Collected data entries
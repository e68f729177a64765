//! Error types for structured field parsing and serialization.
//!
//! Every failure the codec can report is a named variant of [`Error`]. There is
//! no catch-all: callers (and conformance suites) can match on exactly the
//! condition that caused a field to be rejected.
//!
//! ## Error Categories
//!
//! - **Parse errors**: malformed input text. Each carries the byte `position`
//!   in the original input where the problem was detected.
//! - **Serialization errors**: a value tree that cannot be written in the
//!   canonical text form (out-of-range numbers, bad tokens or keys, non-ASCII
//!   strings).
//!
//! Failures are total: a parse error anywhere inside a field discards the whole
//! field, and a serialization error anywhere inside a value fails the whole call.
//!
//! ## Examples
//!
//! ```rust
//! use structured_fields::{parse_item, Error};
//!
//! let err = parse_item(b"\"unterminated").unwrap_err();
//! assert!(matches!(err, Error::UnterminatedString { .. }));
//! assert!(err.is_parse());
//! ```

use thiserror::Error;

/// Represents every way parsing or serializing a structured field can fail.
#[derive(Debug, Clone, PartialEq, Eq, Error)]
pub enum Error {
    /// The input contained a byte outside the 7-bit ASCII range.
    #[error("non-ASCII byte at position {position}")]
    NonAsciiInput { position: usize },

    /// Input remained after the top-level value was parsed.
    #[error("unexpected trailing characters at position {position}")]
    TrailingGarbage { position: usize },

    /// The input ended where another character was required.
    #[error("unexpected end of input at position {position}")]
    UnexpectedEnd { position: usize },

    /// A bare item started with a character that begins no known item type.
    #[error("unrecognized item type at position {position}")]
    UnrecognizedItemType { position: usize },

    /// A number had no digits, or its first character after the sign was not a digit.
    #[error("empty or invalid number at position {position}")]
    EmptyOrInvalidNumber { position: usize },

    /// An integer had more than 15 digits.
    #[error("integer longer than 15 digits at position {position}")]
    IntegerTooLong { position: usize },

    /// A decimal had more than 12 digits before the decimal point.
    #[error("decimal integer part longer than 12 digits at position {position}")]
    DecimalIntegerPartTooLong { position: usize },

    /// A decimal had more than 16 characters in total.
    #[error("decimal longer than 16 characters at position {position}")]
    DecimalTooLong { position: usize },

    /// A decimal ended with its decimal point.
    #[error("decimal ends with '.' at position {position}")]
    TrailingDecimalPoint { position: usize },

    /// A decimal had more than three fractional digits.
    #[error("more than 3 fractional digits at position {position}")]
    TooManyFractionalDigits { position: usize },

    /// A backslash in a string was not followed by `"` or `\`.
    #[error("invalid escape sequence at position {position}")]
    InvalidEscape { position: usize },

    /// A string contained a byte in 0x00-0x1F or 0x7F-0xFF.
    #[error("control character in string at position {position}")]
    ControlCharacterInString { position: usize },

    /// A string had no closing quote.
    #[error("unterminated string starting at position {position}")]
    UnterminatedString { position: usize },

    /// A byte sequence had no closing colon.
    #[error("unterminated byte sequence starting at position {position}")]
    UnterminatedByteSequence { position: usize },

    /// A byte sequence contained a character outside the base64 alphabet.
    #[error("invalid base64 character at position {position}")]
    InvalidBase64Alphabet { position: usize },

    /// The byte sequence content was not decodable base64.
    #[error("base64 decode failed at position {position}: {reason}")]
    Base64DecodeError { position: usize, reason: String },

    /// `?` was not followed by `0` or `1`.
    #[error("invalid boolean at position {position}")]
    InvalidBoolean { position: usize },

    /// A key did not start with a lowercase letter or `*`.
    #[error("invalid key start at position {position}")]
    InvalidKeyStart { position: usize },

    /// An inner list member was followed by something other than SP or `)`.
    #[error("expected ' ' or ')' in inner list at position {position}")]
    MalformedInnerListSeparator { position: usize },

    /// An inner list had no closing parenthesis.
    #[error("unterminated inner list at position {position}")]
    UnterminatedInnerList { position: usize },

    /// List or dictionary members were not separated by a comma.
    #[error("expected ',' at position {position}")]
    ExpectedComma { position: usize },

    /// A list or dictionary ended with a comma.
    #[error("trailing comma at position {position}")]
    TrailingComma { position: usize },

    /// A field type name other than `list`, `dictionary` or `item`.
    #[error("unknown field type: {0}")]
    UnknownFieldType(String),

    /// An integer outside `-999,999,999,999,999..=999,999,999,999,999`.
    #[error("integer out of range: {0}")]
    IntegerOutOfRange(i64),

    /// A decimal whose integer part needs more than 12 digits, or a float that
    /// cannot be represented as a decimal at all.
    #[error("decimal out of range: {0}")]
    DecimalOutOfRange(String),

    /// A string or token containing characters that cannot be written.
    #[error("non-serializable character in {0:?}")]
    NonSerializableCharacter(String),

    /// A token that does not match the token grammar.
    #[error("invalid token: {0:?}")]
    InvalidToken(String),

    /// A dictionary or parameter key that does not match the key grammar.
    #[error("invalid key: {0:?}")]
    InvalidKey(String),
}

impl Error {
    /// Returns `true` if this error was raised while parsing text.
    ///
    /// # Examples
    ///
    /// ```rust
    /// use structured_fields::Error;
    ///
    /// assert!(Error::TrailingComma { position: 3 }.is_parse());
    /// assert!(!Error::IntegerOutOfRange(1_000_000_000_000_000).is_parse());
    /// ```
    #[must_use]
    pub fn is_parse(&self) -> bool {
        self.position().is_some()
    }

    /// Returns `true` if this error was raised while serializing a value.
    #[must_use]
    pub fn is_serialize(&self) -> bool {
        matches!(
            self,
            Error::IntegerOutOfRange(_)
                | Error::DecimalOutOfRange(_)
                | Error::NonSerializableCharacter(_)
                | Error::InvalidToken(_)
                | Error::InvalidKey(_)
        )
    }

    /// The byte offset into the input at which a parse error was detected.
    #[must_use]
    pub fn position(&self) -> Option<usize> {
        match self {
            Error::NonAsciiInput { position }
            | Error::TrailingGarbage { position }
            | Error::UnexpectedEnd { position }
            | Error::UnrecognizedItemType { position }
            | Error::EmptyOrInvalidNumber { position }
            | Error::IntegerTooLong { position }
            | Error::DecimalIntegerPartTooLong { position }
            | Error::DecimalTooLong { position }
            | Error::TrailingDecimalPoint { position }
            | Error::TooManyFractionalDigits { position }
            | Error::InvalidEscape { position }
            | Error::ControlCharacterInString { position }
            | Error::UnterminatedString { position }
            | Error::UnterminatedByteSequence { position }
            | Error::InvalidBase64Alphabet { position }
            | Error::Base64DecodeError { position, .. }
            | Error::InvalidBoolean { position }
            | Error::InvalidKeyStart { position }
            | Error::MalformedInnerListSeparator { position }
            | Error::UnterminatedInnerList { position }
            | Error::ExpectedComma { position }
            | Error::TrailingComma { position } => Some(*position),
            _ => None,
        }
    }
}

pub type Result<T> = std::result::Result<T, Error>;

* * *

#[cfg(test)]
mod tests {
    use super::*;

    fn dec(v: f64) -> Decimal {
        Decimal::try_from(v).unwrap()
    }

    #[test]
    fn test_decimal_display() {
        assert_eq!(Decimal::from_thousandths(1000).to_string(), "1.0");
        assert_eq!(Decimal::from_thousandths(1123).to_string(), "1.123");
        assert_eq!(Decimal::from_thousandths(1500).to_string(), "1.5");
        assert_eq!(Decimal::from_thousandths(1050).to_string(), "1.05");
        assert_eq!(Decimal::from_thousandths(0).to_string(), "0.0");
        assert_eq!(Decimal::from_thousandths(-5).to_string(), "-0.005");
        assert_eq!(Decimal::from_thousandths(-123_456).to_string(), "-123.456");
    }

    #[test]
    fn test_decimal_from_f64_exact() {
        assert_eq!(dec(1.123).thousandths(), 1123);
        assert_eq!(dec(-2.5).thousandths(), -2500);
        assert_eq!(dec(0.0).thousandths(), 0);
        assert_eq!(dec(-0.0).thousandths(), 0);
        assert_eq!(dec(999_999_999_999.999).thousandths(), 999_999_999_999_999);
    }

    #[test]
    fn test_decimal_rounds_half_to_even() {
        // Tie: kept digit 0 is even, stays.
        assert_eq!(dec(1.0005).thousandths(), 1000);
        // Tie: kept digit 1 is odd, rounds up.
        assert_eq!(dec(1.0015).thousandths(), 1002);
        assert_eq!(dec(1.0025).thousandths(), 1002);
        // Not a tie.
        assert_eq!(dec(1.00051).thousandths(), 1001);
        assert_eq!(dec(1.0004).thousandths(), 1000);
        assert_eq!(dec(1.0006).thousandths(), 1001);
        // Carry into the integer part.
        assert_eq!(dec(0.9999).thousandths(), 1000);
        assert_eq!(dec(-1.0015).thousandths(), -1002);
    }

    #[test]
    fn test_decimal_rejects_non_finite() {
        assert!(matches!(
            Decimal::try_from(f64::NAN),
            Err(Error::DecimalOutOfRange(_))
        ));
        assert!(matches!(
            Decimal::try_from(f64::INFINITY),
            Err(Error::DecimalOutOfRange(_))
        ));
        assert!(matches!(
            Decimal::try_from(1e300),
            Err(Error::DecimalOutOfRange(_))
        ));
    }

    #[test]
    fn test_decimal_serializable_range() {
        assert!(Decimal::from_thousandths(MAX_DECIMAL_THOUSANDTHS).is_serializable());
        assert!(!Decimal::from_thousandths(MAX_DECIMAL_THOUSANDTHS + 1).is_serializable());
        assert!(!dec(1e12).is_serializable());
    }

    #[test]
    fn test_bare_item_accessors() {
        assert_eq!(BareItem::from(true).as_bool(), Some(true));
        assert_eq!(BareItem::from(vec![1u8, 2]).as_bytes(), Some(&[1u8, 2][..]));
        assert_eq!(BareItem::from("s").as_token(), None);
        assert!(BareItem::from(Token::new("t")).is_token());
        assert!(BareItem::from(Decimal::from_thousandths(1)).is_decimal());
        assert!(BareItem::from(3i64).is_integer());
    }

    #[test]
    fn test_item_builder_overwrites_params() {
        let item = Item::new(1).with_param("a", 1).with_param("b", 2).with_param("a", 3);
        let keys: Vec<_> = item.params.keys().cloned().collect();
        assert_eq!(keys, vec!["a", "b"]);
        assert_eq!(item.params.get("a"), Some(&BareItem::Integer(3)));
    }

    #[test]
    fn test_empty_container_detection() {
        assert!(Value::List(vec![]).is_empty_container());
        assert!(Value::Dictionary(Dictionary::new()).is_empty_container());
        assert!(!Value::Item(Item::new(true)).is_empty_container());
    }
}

• EXERCISE OBJECTIVE
Each line in the data where the string "DecimalIntegerPartTooLong" occurs should be identified and copied.

• THE COMPLETED TASK
    DecimalIntegerPartTooLong { position: usize },
            | Error::DecimalIntegerPartTooLong { position }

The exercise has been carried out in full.